Freuds Wiederkunft
(Ein innerer Monolog über Sex, Geschlecht und das Unbehagen in der Spätmoderne)
Das kann doch nicht sein.
Habe ich Freud nicht längst hinter mir gelassen?
Diese Überbetonung der Sexualität, dieser seltsame Tunnelblick auf Begehren und Geschlecht – all das erschien mir doch längst als überholt, als historisch erklärbar, vielleicht sogar als problematisch. Ein Mann seiner Zeit, kein Prophet.
Und jetzt?
Jetzt beobachte ich, wie sich alles wieder um genau das zu drehen scheint:
Sexualität.
Geschlecht.
Identität.
Wie du dich fühlst. Wie du dich bezeichnest.
Wer du sein darfst – und wer nicht.
Fast alles scheint daran zu hängen. Und wehe, du sprichst es falsch aus.
Bin ich naiv, wenn ich staune?
Oder ist es naiv, es nicht zu tun?
Ich dachte, wir wären weiter. Dachte, der Mensch habe sich befreit – nicht nur von repressiven Normen, sondern auch von der Obsession, sich selbst ständig durch das Körperliche definieren zu müssen. Aber jetzt sehe ich: Die alten Fragen sind zurück. Nicht in der Sprache Freuds, aber doch im Kern seiner Intuition.
Plötzlich steht Freud wieder im Raum
Es geht wieder um Triebe, um Begehren, um Körper, um Scham, um Sichtbarkeit.
Nur dass es heute nicht mehr analysiert wird, sondern inszeniert.
Nicht mehr verdrängt, sondern verabsolutiert.
Freud wollte das Begehren verstehen.
Heute will man es zur Wahrheit erklären.
Ist das nun Freuds Wiederkunft?
Und ich frage mich:
War Freud am Ende näher an einem dunklen Zentrum des Menschlichen als wir alle dachten?
Wollten wir ihn deshalb loswerden – weil er uns zu gut durchschaute?
Vielleicht.
Vielleicht liegt darin das wahre Unbehagen:
Nicht in der Kultur, wie Freud schrieb. Sondern in uns.

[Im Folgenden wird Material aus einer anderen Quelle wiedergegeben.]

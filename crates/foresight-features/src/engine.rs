//! FeatureExtractor: window + environment → 15-slot feature vector.

use foresight_core::config::FeatureConfig;
use foresight_core::constants::FEATURE_COUNT;
use foresight_core::models::{EnvironmentSnapshot, FeatureSlot};
use foresight_core::{BehaviorRecord, FeatureVector};
use tracing::debug;

use crate::exploration::ExplorationSource;
use crate::signals::{context_signals, interaction_signals, temporal_signals};

/// Computes feature vectors. Deterministic in its inputs apart from the
/// exploration slot, which is disabled by configuring
/// [`ExplorationMode::Disabled`](foresight_core::config::ExplorationMode::Disabled).
#[derive(Debug)]
pub struct FeatureExtractor {
    config: FeatureConfig,
    exploration: ExplorationSource,
}

impl FeatureExtractor {
    pub fn new(config: FeatureConfig) -> Self {
        let exploration = ExplorationSource::from_mode(config.exploration);
        Self {
            config,
            exploration,
        }
    }

    pub fn with_exploration(config: FeatureConfig, exploration: ExplorationSource) -> Self {
        Self {
            config,
            exploration,
        }
    }

    /// Number of trailing records [`extract`](Self::extract) reads.
    pub fn window_size(&self) -> usize {
        self.config.window_size
    }

    /// Extract features from `window` (oldest first). Only the trailing
    /// `window_size` records are read; per-interaction signals use the last
    /// `sub_window_size`.
    pub fn extract(&mut self, window: &[BehaviorRecord], env: &EnvironmentSnapshot) -> FeatureVector {
        let window = tail(window, self.config.window_size);
        let recent = tail(window, self.config.sub_window_size);
        let d = &self.config.divisors;

        let mut raw = [0.0; FEATURE_COUNT];
        let mut set = |slot: FeatureSlot, value: f64| raw[slot.index()] = value;

        set(
            FeatureSlot::ScrollVelocity,
            interaction_signals::scroll_velocity(recent) / d.scroll_velocity,
        );
        set(
            FeatureSlot::ClickFrequency,
            interaction_signals::click_frequency(recent, env.now_ms, self.config.click_time_budget_ms)
                / d.click_frequency,
        );
        set(
            FeatureSlot::PointerMovement,
            interaction_signals::pointer_movement(recent) / d.pointer_movement,
        );
        set(FeatureSlot::DwellTime, interaction_signals::dwell_time(recent) / d.dwell_time);
        set(
            FeatureSlot::InteractionDiversity,
            interaction_signals::interaction_diversity(recent) / d.interaction_diversity,
        );
        set(FeatureSlot::Engagement, interaction_signals::engagement(recent));
        set(FeatureSlot::NavigationPattern, interaction_signals::navigation_pattern(recent));
        set(
            FeatureSlot::AttentionSpan,
            interaction_signals::attention_span(window, env.now_ms, env.page_hidden)
                / d.attention_span,
        );
        set(FeatureSlot::DeviceUsage, interaction_signals::device_usage(recent));
        set(FeatureSlot::TimeOfDay, temporal_signals::time_of_day(&env.local_time));
        set(
            FeatureSlot::PerformanceContext,
            context_signals::performance_context(env.heap) / d.performance_context,
        );
        set(FeatureSlot::NetworkCondition, context_signals::network_condition(&env.network));
        set(FeatureSlot::DeviceCapability, context_signals::device_capability(&env.device));
        set(FeatureSlot::Exploration, self.exploration.sample());
        set(FeatureSlot::Seasonality, temporal_signals::seasonality(&env.local_time));

        let vector = FeatureVector::from_raw(raw);
        debug!(records = window.len(), features = ?vector.as_slice(), "features extracted");
        vector
    }
}

fn tail(records: &[BehaviorRecord], n: usize) -> &[BehaviorRecord] {
    &records[records.len().saturating_sub(n)..]
}
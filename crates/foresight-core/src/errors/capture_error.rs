/// Event capture errors. Never surfaced to the host: the record is dropped.
#[derive(Debug, Clone, PartialEq, thiserror::Error)]
pub enum CaptureError {
    #[error("malformed event: {reason}")]
    MalformedEvent { reason: String },

    #[error("unknown event type: {event_type}")]
    UnknownEventType { event_type: String },

    #[error("target detached from document")]
    DetachedTarget,
}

Weil wir uns selbst nicht entkommen.
Weil wir uns immer wieder über das definieren, was wir doch angeblich längst dekonstruiert haben.
Sex.
Geschlecht.
Begehren.
Ein altes Trio.
Ewig modern.
Oder: ewig unerlöst.
Wie schrecklich arm,
Wie schrecklich lächerlich
man sich doch fühlen kann.
Inmitten dieser Postmodernen Spießigkeit.